Much of Interop this week focused on the need for application-aware networking -- or the ability for applications to determine how much bandwidth they need from the network -- and in turn for that to be provisioned as part of an automated system.
That communication between applications and the network must be standardized in order for developers to write apps that work on any network infrastructure regardless of vendor, said Mat Mathews, co-founder and vice president of product management at SDN startup Plexxi. SDN technology won't take hold if applications only know how to express their infrastructure intent to switches from one vendor.
Ultimately, when users choose their SDN vendors, the decision could hinge more on how they implement SDN apps than on what southbound language they're using or which architecture they choose.
"If you want SDN to be successful, the most important aspect is the northbound APIs, not whether you are running OpenFlow or something else, or whether you have tunnels or device-based SDN, because those aren't getting integrated into your operational process. That's the SDN apps -- the monitoring apps, security apps," said Gartner's distinguished analyst Joe Skorupa.
Standardized apps give users the freedom to move between vendors with their apps intact.
"I talked to a client working on integrating a particular vendor's SDN into its operational processes.
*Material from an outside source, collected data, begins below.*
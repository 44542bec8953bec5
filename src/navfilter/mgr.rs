use std::collections::HashMap;
use std::fmt::Write;

use log::{debug, trace, warn};

use super::{
    CNavEmptyFilter, CNavParityFilter, CNavTowFilter, CrossSourceFilter, EmptyFilter, EphMaker,
    NavFilter, NavFilterKey, NavMsgList, ParityFilter, TlmHowFilter,
};
use crate::prelude::{Epoch, Error, FilterConfig, OrbElem, SV};

/// [NavFilterMgr] chains [NavFilter] stages in registration order.
///
/// Every message is fed to the first stage, whatever that stage
/// lets through is fed to the next one, and so on. Messages that
/// survive all the stages are returned in their arrival order.
/// Because some stages need to look ahead, a message may only come
/// out several calls later, or at [NavFilterMgr::finalize].
///
/// When a stage reports an error, whatever it released still goes
/// through the rest of the chain. Those messages are held and returned
/// ahead of anything else by the next successful call.
pub struct NavFilterMgr<'a> {
    filters: Vec<Box<dyn NavFilter<'a> + 'a>>,
    /// Latest time tag, per source stream
    last_epochs: HashMap<(u16, SV), Epoch>,
    /// Arrival counter
    arrivals: u64,
    /// Output of a failed call
    held: NavMsgList<'a>,
}

impl<'a> Default for NavFilterMgr<'a> {
    fn default() -> Self {
        Self::new()
    }
}

impl<'a> NavFilterMgr<'a> {
    /// Builds a [NavFilterMgr] with no stage: everything goes through.
    pub fn new() -> Self {
        Self {
            filters: Vec::new(),
            last_epochs: HashMap::new(),
            arrivals: 0,
            held: NavMsgList::new(),
        }
    }

    /// Builds the standard LNAV chain:
    /// parity, empty subframes, TLM/HOW, cross source (when several sources
    /// are expected) and finally ephemeris assembly.
    pub fn lnav(cfg: &FilterConfig) -> Self {
        let mut s = Self::new()
            .with_filter(ParityFilter::new())
            .with_filter(EmptyFilter::new())
            .with_filter(TlmHowFilter::new());

        if cfg.expected_sources > 1 {
            s.add_filter(CrossSourceFilter::new(cfg));
        }

        s.with_filter(EphMaker::new())
    }

    /// Builds the standard CNAV chain: CRC, empty messages, header
    /// and cross source (when several sources are expected).
    pub fn cnav(cfg: &FilterConfig) -> Self {
        let mut s = Self::new()
            .with_filter(CNavParityFilter::new())
            .with_filter(CNavEmptyFilter::new())
            .with_filter(CNavTowFilter::new());

        if cfg.expected_sources > 1 {
            s.add_filter(CrossSourceFilter::new(cfg));
        }

        s
    }

    /// Appends a stage to the chain.
    pub fn add_filter<F: NavFilter<'a> + 'a>(&mut self, filter: F) {
        debug!("navfilter: new stage \"{}\"", filter.name());
        self.filters.push(Box::new(filter));
    }

    /// Copies and returns [NavFilterMgr] with one more stage.
    pub fn with_filter<F: NavFilter<'a> + 'a>(mut self, filter: F) -> Self {
        self.add_filter(filter);
        self
    }

    /// Number of stages
    pub fn len(&self) -> usize {
        self.filters.len()
    }

    pub fn is_empty(&self) -> bool {
        self.filters.is_empty()
    }

    /// Stage names, in chain order
    pub fn stages(&self) -> Vec<&'static str> {
        self.filters.iter().map(|filter| filter.name()).collect()
    }

    /// Maximal number of messages that may be held back by the chain.
    pub fn wait_length(&self) -> usize {
        self.filters.iter().map(|filter| filter.wait_length()).sum()
    }

    /// Filters a new message. Returns the messages that went through
    /// every stage during this call (possibly none, possibly older ones).
    ///
    /// Time tags must be monotonic within a (source, satellite) stream:
    /// [Error::NonMonotonicTime] otherwise. A malformed message does not
    /// count as the latest of its stream.
    /// Rejections recorded by the stages are reset on each call.
    pub fn validate(&mut self, msg: NavFilterKey<'a>) -> Result<NavMsgList<'a>, Error> {
        let stream = (msg.source, msg.sv);

        if let Some(previous) = self.last_epochs.get(&stream) {
            if msg.epoch < *previous {
                return Err(Error::NonMonotonicTime {
                    sv: msg.sv,
                    source_id: msg.source,
                    epoch: msg.epoch,
                    previous: *previous,
                });
            }
        }

        let msg = msg.with_seq(self.arrivals);
        self.arrivals += 1;

        trace!("navfilter: {}", msg);

        let (list, failure) = self.run_chain(vec![msg], false);

        if !matches!(failure, Some(Error::WordCount { .. })) {
            self.last_epochs.insert(stream, msg.epoch);
        }

        self.release(list, failure)
    }

    /// Flushes every stage, in chain order. What a stage releases on
    /// finalization still goes through all downstream stages.
    /// The [NavFilterMgr] may be reused afterwards.
    pub fn finalize(&mut self) -> Result<NavMsgList<'a>, Error> {
        let (list, failure) = self.run_chain(NavMsgList::new(), true);
        self.last_epochs.clear();
        self.release(list, failure)
    }

    /// Feeds `list` to every stage. A failing stage does not stop the chain:
    /// its output still goes downstream and the first error is reported.
    fn run_chain(
        &mut self,
        mut list: NavMsgList<'a>,
        flush: bool,
    ) -> (NavMsgList<'a>, Option<Error>) {
        let mut failure = None;

        for filter in self.filters.iter_mut() {
            filter.clear_rejected();

            let mut output = NavMsgList::with_capacity(list.len());

            if !list.is_empty() {
                if let Err(e) = filter.validate(list, &mut output) {
                    warn!("navfilter: {} - {}", filter.name(), e);
                    failure.get_or_insert(e);
                }
            }

            if flush {
                if let Err(e) = filter.finalize(&mut output) {
                    warn!("navfilter: {} - {}", filter.name(), e);
                    failure.get_or_insert(e);
                }
            }

            list = output;
        }

        (list, failure)
    }

    fn release(
        &mut self,
        list: NavMsgList<'a>,
        failure: Option<Error>,
    ) -> Result<NavMsgList<'a>, Error> {
        match failure {
            Some(e) => {
                self.held.extend(list);
                Err(e)
            },
            None => {
                let mut released = std::mem::take(&mut self.held);
                released.extend(list);
                Ok(released)
            },
        }
    }

    /// Messages rejected during the latest call, tagged with the rejecting stage.
    pub fn rejected(&self) -> Vec<(&'static str, NavFilterKey<'a>)> {
        self.filters
            .iter()
            .flat_map(|filter| {
                let name = filter.name();
                filter.rejected().iter().map(move |msg| (name, *msg))
            })
            .collect()
    }

    /// Total number of messages discarded because their group never completed.
    pub fn incomplete(&self) -> usize {
        self.filters.iter().map(|filter| filter.incomplete()).sum()
    }

    /// Drains the [OrbElem]s assembled by the chain so far.
    pub fn take_assembled(&mut self) -> Vec<OrbElem> {
        self.filters
            .iter_mut()
            .flat_map(|filter| filter.take_assembled())
            .collect()
    }

    /// Reports the rejections of the latest call, one message per line.
    pub fn dump_rejected(&self) -> String {
        let mut s = String::new();
        for filter in self.filters.iter() {
            for msg in filter.rejected() {
                let _ = writeln!(s, "{:>12} rejected {}", filter.name(), msg);
            }
        }
        s
    }
}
Testing and integration and deployment was a very expensive nine-month process. What happens if the vendor you pick -- for whatever reason -- gets bought, goes out of business, can no longer afford to invest in its technology? You need to know that the apps that you bought and integrated into your operational processes and procedures can go with you when you go from Vendor B to Vendor L," Skorupa said.
Until now, many companies are providing RESTful APIs that developers can write to, but those applications can't necessarily be moved between vendor systems.
Can the ONF pull off northbound API standards?
There's been plenty of chatter in the industry about the ONF dragging its feet on OpenFlow standardization. OpenFlow 1.3 was recently released, but some said the process of getting there was far too slow. Now they wonder if they organization can pull off northbound API standards.
A number of the ONF's member vendors placed pressure on the ONF to begin northbound API work, said one source who is a contributor to an ONF working group. The demand came from need, and the organization responded accordingly, he said.
"They [the ONF] realized they can't just be about OpenFlow and more," said the source, who asked not to be identified. "We figured we ought to give them a chance to see if they can do this."
Another source who is a member of an ONF working group believes the standards are imminent and said that a new ONF working group would take into consideration reference work from the OpenDaylight controller and northbound API framework. He agreed that a fair amount of pressure had been placed on the ONF from its members to move toward standardization.
News director Shamus McGillicuddy contributed to this article.